Redacción, Diario El Divisadero Es muy simple y fácil hacer llamados a la unidad, pero cuesta mucho pasar de la teoría a la práctica en un ámbito que parece tan sencillo, pero que objetivamente se ha transformado en un propósito sumamente complejo.
Lo ocurrido el jueves recién pasado en la comisión regional de us de borde costero es la señal más clara de nuestro análisis. Se rechazan dos solicitudes de espacios marinos costeros para pueblos originarios, y se instala una sensación de alivio, pero en la práctica, las explicaciones y los argumentos esgrimidos, dejan en evidencia que hay mucho que dialogar y que debatir para lograr acuerdos que generen una satisfacción colectiva y un apego a la institucionalidad, respetando la diversidad.
Porque no debemos olvidar que frecuentemente desde el Gobierno, los gremios, los partidos políticos y la sociedad civil, hacen llamados a la unidad, pero en Aysén esa unidad no se advierte, y aflora con mucha fuerza la necesidad de generar las instancias para encontrarla y definir una estrategia que nos permita a todos y todas, contribuir a su mantención y a su puesta en valor.
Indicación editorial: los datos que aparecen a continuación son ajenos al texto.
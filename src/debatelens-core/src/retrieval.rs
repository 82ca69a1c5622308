//! Retrieval orchestration across the knowledge and memory corpora.

use std::fmt;
use std::sync::Arc;
use std::time::Instant;

use serde::{Deserialize, Serialize};
use uuid::Uuid;

use crate::knowledge::{KnowledgeMatch, KnowledgeService, MemoryFilter, MemoryMatch};
use crate::model::{KnowledgeCategory, MemoryMetadata};

/// A corpus that can contribute retrieved context.
#[derive(Debug, Clone, Copy, Serialize, Deserialize, PartialEq, Eq, Hash)]
#[serde(rename_all = "lowercase")]
pub enum RetrievalSource {
    Knowledge,
    Memory,
}

impl fmt::Display for RetrievalSource {
    fn fmt(&self, f: &mut fmt::Formatter<'_>) -> fmt::Result {
        match self {
            RetrievalSource::Knowledge => f.write_str("knowledge"),
            RetrievalSource::Memory => f.write_str("memory"),
        }
    }
}

/// Parameters for [`RetrievalOrchestrator::retrieve_context`].
#[derive(Debug, Clone)]
pub struct RetrievalOptions {
    pub sources: Vec<RetrievalSource>,
    /// Cap applied to each source independently.
    pub top_k: usize,
    /// Restrict memory results to one debate.
    pub debate_id: Option<Uuid>,
    /// Drop items scoring below this similarity.
    pub min_similarity: f32,
}

impl Default for RetrievalOptions {
    fn default() -> Self {
        Self {
            sources: vec![RetrievalSource::Knowledge, RetrievalSource::Memory],
            top_k: 5,
            debate_id: None,
            min_similarity: 0.0,
        }
    }
}

/// Source-specific metadata of a retrieved item.
#[derive(Debug, Clone, Serialize, Deserialize, PartialEq)]
#[serde(untagged)]
pub enum ItemMetadata {
    Knowledge {
        category: KnowledgeCategory,
        kind: String,
    },
    Memory {
        debate_id: Uuid,
        turn_id: Uuid,
        #[serde(flatten)]
        memory: MemoryMetadata,
    },
}

/// A snippet with its provenance.
#[derive(Debug, Clone, Serialize, Deserialize, PartialEq)]
pub struct RetrievedItem {
    pub id: String,
    pub source: RetrievalSource,
    pub content: String,
    pub metadata: ItemMetadata,
    pub similarity: f32,
}

impl RetrievedItem {
    /// Subtype tag of a knowledge item.
    pub fn knowledge_kind(&self) -> Option<&str> {
        match &self.metadata {
            ItemMetadata::Knowledge { kind, .. } => Some(kind),
            ItemMetadata::Memory { .. } => None,
        }
    }

    /// Short provenance label, e.g. `knowledge:straw_man (0.41)`.
    pub fn label(&self) -> String {
        match &self.metadata {
            ItemMetadata::Knowledge { kind, .. } => {
                format!("{}:{} ({:.2})", self.source, kind, self.similarity)
            }
            ItemMetadata::Memory { memory, .. } => format!(
                "{}:{} round {} ({:.2})",
                self.source, memory.side, memory.round, self.similarity
            ),
        }
    }
}

impl From<KnowledgeMatch> for RetrievedItem {
    fn from(m: KnowledgeMatch) -> Self {
        Self {
            id: m.id,
            source: RetrievalSource::Knowledge,
            content: m.content,
            metadata: ItemMetadata::Knowledge {
                category: m.category,
                kind: m.kind,
            },
            similarity: m.similarity,
        }
    }
}

impl From<MemoryMatch> for RetrievedItem {
    fn from(m: MemoryMatch) -> Self {
        Self {
            id: m.turn_id.to_string(),
            source: RetrievalSource::Memory,
            content: m.content,
            metadata: ItemMetadata::Memory {
                debate_id: m.debate_id,
                turn_id: m.turn_id,
                memory: m.metadata,
            },
            similarity: m.similarity,
        }
    }
}

#[derive(Debug, Clone, Serialize, Deserialize, PartialEq, Default)]
pub struct RetrievalMetadata {
    pub sources: Vec<RetrievalSource>,
    pub top_k: usize,
    /// Sources that failed and contributed nothing.
    pub failed_sources: Vec<RetrievalSource>,
    pub elapsed_ms: u64,
}

/// Merged result of one retrieval call.
#[derive(Debug, Clone, Serialize, Deserialize, PartialEq, Default)]
pub struct RetrievedContext {
    pub knowledge: Vec<RetrievedItem>,
    pub memory: Vec<RetrievedItem>,
    pub knowledge_count: usize,
    pub memory_count: usize,
    pub metadata: RetrievalMetadata,
}

impl RetrievedContext {
    pub fn items(&self) -> impl Iterator<Item = &RetrievedItem> {
        self.knowledge.iter().chain(self.memory.iter())
    }

    /// Provenance labels of every item, knowledge first.
    pub fn source_labels(&self) -> Vec<String> {
        self.items().map(RetrievedItem::label).collect()
    }

    /// Render snippets for injection into a prompt. Empty when nothing was
    /// retrieved.
    pub fn prompt_block(&self) -> String {
        let mut block = String::new();
        if !self.knowledge.is_empty() {
            block.push_str("Reference knowledge:\n");
            for item in &self.knowledge {
                block.push_str(&format!("- {}\n", item.content));
            }
        }
        if !self.memory.is_empty() {
            block.push_str("Similar arguments from past debates:\n");
            for item in &self.memory {
                block.push_str(&format!("- {}\n", truncate_chars(&item.content, 300)));
            }
        }
        block
    }
}

pub(crate) fn truncate_chars(text: &str, max: usize) -> String {
    match text.char_indices().nth(max) {
        Some((idx, _)) => format!("{}...", &text[..idx]),
        None => text.to_string(),
    }
}

/// Fans a query out to the requested corpora and merges the results.
pub struct RetrievalOrchestrator {
    knowledge: Arc<KnowledgeService>,
}

impl RetrievalOrchestrator {
    pub fn new(knowledge: Arc<KnowledgeService>) -> Self {
        Self { knowledge }
    }

    /// Retrieve context for `query` from every requested source.
    ///
    /// Never fails: a failing source contributes an empty list and is listed
    /// in `metadata.failed_sources`.
    pub async fn retrieve_context(&self, query: &str, options: &RetrievalOptions) -> RetrievedContext {
        let started = Instant::now();
        let wants = |source| options.sources.contains(&source);

        let knowledge_fut = async {
            if wants(RetrievalSource::Knowledge) {
                Some(
                    self.knowledge
                        .try_retrieve_knowledge(query, options.top_k)
                        .await,
                )
            } else {
                None
            }
        };
        let memory_filter = MemoryFilter {
            debate_id: options.debate_id,
            ..Default::default()
        };
        let memory_fut = async {
            if wants(RetrievalSource::Memory) {
                Some(
                    self.knowledge
                        .try_retrieve_memory(query, options.top_k, &memory_filter)
                        .await,
                )
            } else {
                None
            }
        };

        let (knowledge_result, memory_result) = tokio::join!(knowledge_fut, memory_fut);

        let mut failed_sources = Vec::new();
        let knowledge = collect_source(
            RetrievalSource::Knowledge,
            knowledge_result,
            options.min_similarity,
            &mut failed_sources,
        );
        let memory = collect_source(
            RetrievalSource::Memory,
            memory_result,
            options.min_similarity,
            &mut failed_sources,
        );

        let context = RetrievedContext {
            knowledge_count: knowledge.len(),
            memory_count: memory.len(),
            knowledge,
            memory,
            metadata: RetrievalMetadata {
                sources: options.sources.clone(),
                top_k: options.top_k,
                failed_sources,
                elapsed_ms: started.elapsed().as_millis() as u64,
            },
        };

        tracing::debug!(
            knowledge = context.knowledge_count,
            memory = context.memory_count,
            failed = context.metadata.failed_sources.len(),
            elapsed_ms = context.metadata.elapsed_ms,
            "Retrieved context"
        );

        context
    }
}

fn collect_source<T, E>(
    source: RetrievalSource,
    result: Option<Result<Vec<T>, E>>,
    min_similarity: f32,
    failed: &mut Vec<RetrievalSource>,
) -> Vec<RetrievedItem>
where
    T: Into<RetrievedItem>,
    E: fmt::Display,
{
    match result {
        None => Vec::new(),
        Some(Ok(items)) => items
            .into_iter()
            .map(Into::into)
            .filter(|item: &RetrievedItem| item.similarity >= min_similarity)
            .collect(),
        Some(Err(e)) => {
            tracing::warn!(source = %source, error = %e, "Retrieval source failed");
            failed.push(source);
            Vec::new()
        }
    }
}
Cuesta, pero se puede, y cuesta porque los sesgos ideológicos y el apego de las personas a las distintas vertientes políticas es un tema complejo de abordar. Por ello es que debemos apelar a la voluntad, al sentido común y a la búsqueda de liderazgos que sean capaces de aglutinar las legítimas diferencias, y transformarlas en una oportunidad para no estancarnos en discusiones estériles y convertir el compromiso, el ímpetu y la participación ciudadana, en el motor de nuestro desarrollo regional.
Hoy la gente tiene una percepción adversa respecto a los esfuerzos que realizan autoridades de Gobierno, parlamentarios, representantes democráticamente electos y los dirigentes de los partidos políticos, respecto a sus demandas, porque siente que no se escucha al pueblo, y el análisis fino de ese sentir se verá más adelante, en más de alguna elección popular.
En el caso de la región de Aysén, necesitamos que se genere un clima de mayor confianza y de diálogo, si queremos avanzar en serio y lograr mejores estándares de desarrollo en este territorio austral que, como suele ocurrir, enfrenta las dificultades con más entusiasmo que propuestas.
Hemos señalado insistentemente que por sobre la ideología del gobierno de turno y de lo que piense cada ciudadano/a, profundizar y enriquecer la democracia es un ejercicio permanente de tolerancia y de profundo respeto por las diferencias.